Matt Pike, who not too long ago joined Iggy Pop as a member of the Guys Who Glance Bizarre With A Blouse On Membership, is on best shape. Years of yelling over distorted guitars has allowed his voice to mature from a hoarse grunt right into a Lemmy-style roar and the affect of Mötorhead hangs heavy over Cometh The Hurricane. It is the maximum full of life Prime On Fireplace has ever sounded as we get flashes time and again of the punkier thrash steel aspect of the crowd, particularly on shorter songs like “The Beating” and the awesomely named “Lightning Beard”. However it is nonetheless pushed (or overdriven) via Matt Pike‘s insane guitar tone. At the early observe “Burning Down”, listeners get a reminder that that is the person who helped write Dopesmoker all the ones years in the past.
Cometh The Hurricane avoids the pitfalls that lots of Prime On Fireplace‘s imitators have stumbled into, principally letting the track loosen up right into a gradual movement dirge. The Heart-Jap impressed interlude “Karanlık Yol” would not be misplaced at the Dune soundtrack and heavier subject material like “Lambsbread” and “Tricky Man” makes the band sound like they’re chomping on the bit to head sooner, no longer decelerate. Even the ten-minute nearer “Darker Fleece”, which leans farther into Prime On Fireplace‘s older subject material than anything on Cometh The Hurricane, helps to keep the momentum going with drum fills, crashing cymbals and a fully ripping guitar solo.

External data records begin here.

#[cfg(test)]
mod tests {
    use super::*;

    fn record(keyword: &str, volume: u64, competition: u32) -> KeywordRecord {
        KeywordRecord {
            keyword: keyword.to_string(),
            search_volume: volume,
            competition,
            cpc: None,
            monthly_searches: Vec::new(),
            seed_keyword: keyword.to_string(),
        }
    }

    #[test]
    fn test_zero_competition_outscores_contested_at_equal_volume() {
        let easy = record("gpu cloud", 500, 0);
        let hard = record("gpu cloud", 500, 80);
        assert!(opportunity_score(&easy, 0) >= opportunity_score(&hard, 0));
    }

    #[test]
    fn test_strong_keyword_outscores_weak_keyword() {
        // "gpu as a service": 390 volume at competition 51 must beat a
        // near-dead keyword in a crowded niche.
        let strong = record("gpu as a service", 390, 51);
        let weak = record("gpu as a service", 10, 90);

        let strong_score = opportunity_score(&strong, 0);
        let weak_score = opportunity_score(&weak, 0);

        assert!(strong_score.is_finite());
        assert!(weak_score.is_finite());
        assert!(strong_score > weak_score);
    }

    #[test]
    fn test_score_is_bounded() {
        let extreme = record("everything", u64::MAX, 0);
        let score = opportunity_score(&extreme, 0);
        assert!((0.0..=100.0).contains(&score));

        let nothing = KeywordRecord::zeroed("nothing");
        let score = opportunity_score(&nothing, 100);
        assert!((0.0..=100.0).contains(&score));
    }

    #[test]
    fn test_missing_metrics_score_as_zero_metrics() {
        let zeroed = KeywordRecord::zeroed("unknown keyword");
        // Zero volume and zero competition: only the competition and gap
        // components remain.
        let score = opportunity_score(&zeroed, 0);
        assert!(score > 0.0);
        assert!(score <= COMPETITION_WEIGHT + GAP_WEIGHT);
    }

    #[test]
    fn test_authority_score_bands() {
        assert_eq!(authority_score(None), 0);
        assert_eq!(authority_score(Some(1)), 100);
        assert_eq!(authority_score(Some(3)), 100);
        assert_eq!(authority_score(Some(4)), 70);
        assert_eq!(authority_score(Some(10)), 70);
        assert_eq!(authority_score(Some(11)), 40);
        assert_eq!(authority_score(Some(20)), 40);
        assert_eq!(authority_score(Some(21)), 20);
        assert_eq!(authority_score(Some(500)), 20);
    }

    #[test]
    fn test_categorize_bands() {
        assert_eq!(
            categorize(&record("a", 5000, 30), 100),
            ContentStrategy::DefendAndExpand
        );
        assert_eq!(
            categorize(&record("a", 5000, 30), 40),
            ContentStrategy::ImproveRanking
        );
        assert_eq!(
            categorize(&record("a", 5000, 30), 0),
            ContentStrategy::HighPriorityGap
        );
        assert_eq!(
            categorize(&record("a", 5000, 90), 0),
            ContentStrategy::MediumPriorityGap
        );
        assert_eq!(
            categorize(&record("a", 150, 30), 0),
            ContentStrategy::MediumPriorityGap
        );
        assert_eq!(
            categorize(&record("a", 50, 10), 0),
            ContentStrategy::LowPriority
        );
    }

    #[test]
    fn test_score_keywords_joins_rankings_case_insensitively() {
        let records = vec![record("GPU Cluster", 1000, 20), record("cloud gpu", 800, 10)];
        let rankings = vec![RankedKeyword {
            keyword: "gpu cluster".to_string(),
            position: 2,
        }];

        let scored = score_keywords(records, &rankings);

        assert_eq!(scored[0].ranking_position, Some(2));
        assert_eq!(scored[0].authority_score, 100);
        assert_eq!(scored[1].ranking_position, None);
        assert_eq!(scored[1].authority_score, 0);
    }

    #[test]
    fn test_sort_ties_break_by_raw_volume_descending() {
        // Same score by construction: identical records except keyword.
        let mut scored = score_keywords(
            vec![record("beta", 100, 50), record("alpha", 400, 50)],
            &[],
        );
        scored[0].opportunity_score = 42.0;
        scored[1].opportunity_score = 42.0;

        sort_by_opportunity(&mut scored);

        assert_eq!(scored[0].record.keyword, "alpha");
        assert_eq!(scored[1].record.keyword, "beta");
    }

    fn authority(pos_1: u64, etv: f64, keywords: u64) -> DomainAuthority {
        DomainAuthority {
            pos_1,
            pos_2_3: 0,
            pos_4_10: 0,
            keywords,
            etv,
            traffic_cost: 0.0,
        }
    }

    fn listing(position: u32, domain: &str) -> SerpListing {
        SerpListing {
            position,
            title: format!("{domain} result"),
            url: format!("https://{domain}/page"),
            domain: domain.to_string(),
            description: None,
        }
    }

    #[test]
    fn test_strength_score_caps_at_one_hundred() {
        let yours = authority(1, 10.0, 10);
        let giant = authority(1_000_000, 1e9, 10_000_000);
        assert_eq!(strength_score(&yours, &giant), 100.0);
    }

    #[test]
    fn test_weak_competitor_scores_low() {
        let yours = authority(500, 100_000.0, 20_000);
        let weak = authority(5, 500.0, 200);
        let score = strength_score(&yours, &weak);
        assert!(score < 30.0, "expected weak score, got {score}");
    }

    #[test]
    fn test_assessment_verdict_and_targets() {
        let yours = authority(500, 100_000.0, 20_000);
        let mut metrics = HashMap::new();
        metrics.insert("weak.example".to_string(), authority(5, 500.0, 200));
        metrics.insert("tiny.example".to_string(), authority(1, 100.0, 50));

        let listings = vec![listing(1, "weak.example"), listing(2, "tiny.example")];
        let assessment = assess_competition(&yours, &listings, &metrics);

        assert_eq!(assessment.competitors.len(), 2);
        assert!(assessment.overall_score <= 30.0);
        assert!(assessment.verdict.starts_with("LOW COMPETITION"));
        assert_eq!(assessment.target_position, "1-3");
        // Weakest competitors are called out as first targets.
        assert!(assessment
            .recommendations
            .iter()
            .any(|r| r.starts_with("Target to outrank first:")));
    }

    #[test]
    fn test_assessment_with_no_metrics_is_empty_but_valid() {
        let assessment = assess_competition(
            &DomainAuthority::default(),
            &[listing(1, "unknown.example")],
            &HashMap::new(),
        );
        assert!(assessment.competitors.is_empty());
        assert_eq!(assessment.overall_score, 0.0);
        assert!(assessment.verdict.starts_with("LOW COMPETITION"));
    }
}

That is the band’s fourth team-up with steel superproducer and Converge guitarist Kurt Ballou. Ballou’s manufacturing has tended to thieve a few of his bands’ thunder on earlier efforts, burying new concepts below his signature squall of sound. However Prime On Fireplace had been doing this too lengthy to be derailed. Ballou takes a again seat in this one, placing Matt Pike‘s tone heart degree and permitting the rumble of the bass and drums to reinforce fairly than overpower. It is a strictly old-school mindset at odds with Ballou‘s standard output of this subgenre.
In reality, Cometh The Hurricane sounds extra like a stoner steel album within the vein of early Mastodon, Weedeater or Down than anything else from this decade. It is a just right have compatibility because it sidesteps one of the vital Black Sabbath worship that has outlined stoner rock lately. Matt Pike‘s voice could not be farther from Ozzy or Dio and he is were given extra concepts in his head than simply copying his unique idols (as opposed to Mötorhead after all.) Issues are nonetheless firmly rooted within the 20th century, however it isn’t outdated slightly but.
Cometh The Hurricane is much more likely to have listeners throwing horns with a hearty “Hell Yeah!” then it’s to lend a hand them loosen up at the sofa with a bong. The brand new drummer suits like a glove and improves all of the band. If this album is an indication of items to return, then Prime On Fireplace don’t seem to be getting previous. They have simply transform legends.